Your answer should consist of every line in the records that holds "creation".

■ Stored dataset items:
*** Block opens ***

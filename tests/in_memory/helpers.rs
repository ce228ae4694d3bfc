//! Shared test helpers for in-memory integration tests.

use std::sync::{Arc, Once};

use mockable::DefaultClock;
use rstest::fixture;
use talentflow::pipeline::{
    adapters::memory::InMemoryPipelineRepository,
    domain::{Application, CandidateProfile, JobId, Stage, StageId},
    ports::ApplicationRepository,
    services::{StageRegistryService, StageTransitionService},
};
use talentflow::tagging::{
    adapters::memory::InMemoryTagRepository,
    services::{TagAnnotationService, TagCatalogService},
};
use talentflow::tenant::{CompanyId, TenantContext, UserId};

/// Fully wired in-memory deployment of both bounded contexts.
pub struct TestBed {
    /// Shared pipeline storage.
    pub pipeline: Arc<InMemoryPipelineRepository>,
    /// Shared tag storage.
    pub tags: Arc<InMemoryTagRepository>,
    /// Stage transition engine under test.
    pub transitions: StageTransitionService<InMemoryPipelineRepository, DefaultClock>,
    /// Stage registry under test.
    pub registry: StageRegistryService<InMemoryPipelineRepository, DefaultClock>,
    /// Tag catalog under test.
    pub catalog: TagCatalogService<InMemoryTagRepository, DefaultClock>,
    /// Tag association engine under test.
    pub annotations:
        TagAnnotationService<InMemoryTagRepository, InMemoryPipelineRepository, DefaultClock>,
    /// Acting recruiter context.
    pub ctx: TenantContext,
}

static TRACING: Once = Once::new();

/// Installs a compact subscriber once so service events show up under
/// `--nocapture`.
fn init_tracing() {
    TRACING.call_once(|| {
        drop(
            tracing_subscriber::fmt()
                .with_env_filter(tracing_subscriber::EnvFilter::from_default_env())
                .with_test_writer()
                .try_init(),
        );
    });
}

/// Provides a fresh wired test bed for each test.
#[fixture]
pub fn testbed() -> TestBed {
    init_tracing();
    let pipeline = Arc::new(InMemoryPipelineRepository::new());
    let tags = Arc::new(InMemoryTagRepository::new());
    let clock = Arc::new(DefaultClock);
    TestBed {
        transitions: StageTransitionService::new(Arc::clone(&pipeline), Arc::clone(&clock)),
        registry: StageRegistryService::new(Arc::clone(&pipeline), Arc::clone(&clock)),
        catalog: TagCatalogService::new(Arc::clone(&tags), Arc::clone(&clock)),
        annotations: TagAnnotationService::new(Arc::clone(&tags), Arc::clone(&pipeline), clock),
        pipeline,
        tags,
        ctx: TenantContext::new(CompanyId::new(), UserId::new()),
    }
}

/// Creates a job with the default pipeline for the given tenant.
pub async fn seed_job(bed: &TestBed, ctx: &TenantContext) -> (JobId, Vec<Stage>) {
    let (job, stages) = bed
        .registry
        .create_job(ctx, None)
        .await
        .expect("job creation should succeed");
    (job.id(), stages)
}

/// Stores an application submitted to `job` by a fresh candidate.
pub async fn seed_application(bed: &TestBed, ctx: &TenantContext, job: JobId) -> Application {
    let application = Application::new(
        job,
        ctx.company_id(),
        CandidateProfile::new("Marina", "marina@example.com").with_last_name("Lima"),
        &DefaultClock,
    );
    bed.pipeline
        .create_application(&application)
        .await
        .expect("application creation should succeed");
    application
}

/// Looks up a stage by display name.
pub fn stage_named(stages: &[Stage], name: &str) -> StageId {
    stages
        .iter()
        .find(|stage| stage.name().as_str() == name)
        .map(Stage::id)
        .expect("stage should exist")
}
//! Append-only ledger of stage transitions.

use super::{Application, ApplicationId, JobId, ReplayError, StageId, TransitionId};
use crate::tenant::{CompanyId, UserId};
use chrono::{DateTime, Utc};
use mockable::Clock;
use serde::{Deserialize, Serialize};

/// One row of the stage transition ledger.
///
/// Rows are immutable once written; `job_id` and `company_id` are
/// denormalised from the application so the ledger can be queried and
/// tenant-scoped without joins.
#[derive(Debug, Clone, PartialEq, Eq, Serialize, Deserialize)]
pub struct StageTransition {
    id: TransitionId,
    application_id: ApplicationId,
    job_id: JobId,
    company_id: CompanyId,
    from_stage_id: Option<StageId>,
    to_stage_id: StageId,
    changed_by: UserId,
    notes: Option<String>,
    created_at: DateTime<Utc>,
}

/// Parameter object for reconstructing a persisted transition.
#[derive(Debug, Clone, PartialEq, Eq)]
pub struct PersistedTransitionData {
    /// Persisted transition identifier.
    pub id: TransitionId,
    /// Persisted application the row belongs to.
    pub application_id: ApplicationId,
    /// Persisted owning job.
    pub job_id: JobId,
    /// Persisted owning company.
    pub company_id: CompanyId,
    /// Persisted origin stage; `None` for the first placement.
    pub from_stage_id: Option<StageId>,
    /// Persisted destination stage.
    pub to_stage_id: StageId,
    /// Persisted acting user.
    pub changed_by: UserId,
    /// Persisted free-form note, if any.
    pub notes: Option<String>,
    /// Persisted creation timestamp.
    pub created_at: DateTime<Utc>,
}

impl StageTransition {
    /// Records the move of `application` to `to_stage_id`.
    ///
    /// The origin is taken from the application's live pointer at call
    /// time; committing the row is conditioned on that pointer still
    /// holding, so a stale record never reaches the ledger.
    #[must_use]
    pub fn record(
        application: &Application,
        to_stage_id: StageId,
        changed_by: UserId,
        notes: Option<String>,
        clock: &impl Clock,
    ) -> Self {
        Self {
            id: TransitionId::new(),
            application_id: application.id(),
            job_id: application.job_id(),
            company_id: application.company_id(),
            from_stage_id: application.current_stage_id(),
            to_stage_id,
            changed_by,
            notes,
            created_at: clock.utc(),
        }
    }

    /// Reconstructs a transition from persisted storage.
    #[must_use]
    pub fn from_persisted(data: PersistedTransitionData) -> Self {
        Self {
            id: data.id,
            application_id: data.application_id,
            job_id: data.job_id,
            company_id: data.company_id,
            from_stage_id: data.from_stage_id,
            to_stage_id: data.to_stage_id,
            changed_by: data.changed_by,
            notes: data.notes,
            created_at: data.created_at,
        }
    }

    /// Returns the transition identifier.
    #[must_use]
    pub const fn id(&self) -> TransitionId {
        self.id
    }

    /// Returns the application this row belongs to.
    #[must_use]
    pub const fn application_id(&self) -> ApplicationId {
        self.application_id
    }

    /// Returns the owning job.
    #[must_use]
    pub const fn job_id(&self) -> JobId {
        self.job_id
    }

    /// Returns the owning company.
    #[must_use]
    pub const fn company_id(&self) -> CompanyId {
        self.company_id
    }

    /// Returns the origin stage; `None` for the first placement.
    #[must_use]
    pub const fn from_stage_id(&self) -> Option<StageId> {
        self.from_stage_id
    }

    /// Returns the destination stage.
    #[must_use]
    pub const fn to_stage_id(&self) -> StageId {
        self.to_stage_id
    }

    /// Returns the acting user.
    #[must_use]
    pub const fn changed_by(&self) -> UserId {
        self.changed_by
    }

    /// Returns the free-form note, if any.
    #[must_use]
    pub fn notes(&self) -> Option<&str> {
        self.notes.as_deref()
    }

    /// Returns the creation timestamp.
    #[must_use]
    pub const fn created_at(&self) -> DateTime<Utc> {
        self.created_at
    }
}

/// Folds a ledger, given in creation order, down to the stage it proves.
///
/// Verifies the chain invariant on the way: the first row must start
/// from an unplaced application, every later row must start where the
/// previous one ended, and no row may stay in place. The result is the
/// stage the application must currently be in.
///
/// # Errors
///
/// Returns [`ReplayError::BrokenChain`] on a discontinuity and
/// [`ReplayError::StationaryRow`] on a row that does not change stage.
pub fn replay_current_stage(
    transitions: &[StageTransition],
) -> Result<Option<StageId>, ReplayError> {
    let mut current: Option<StageId> = None;
    for (index, transition) in transitions.iter().enumerate() {
        if transition.from_stage_id() != current {
            return Err(ReplayError::BrokenChain { index });
        }
        if transition.from_stage_id() == Some(transition.to_stage_id()) {
            return Err(ReplayError::StationaryRow { index });
        }
        current = Some(transition.to_stage_id());
    }
    Ok(current)
}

*** Block closes ***

■ SOLUTION BELOW:
        .expect("job creation should succeed");
        .expect("application creation should succeed");
    /// Persisted creation timestamp.
    /// Returns the creation timestamp.
/// Folds a ledger, given in creation order, down to the stage it proves.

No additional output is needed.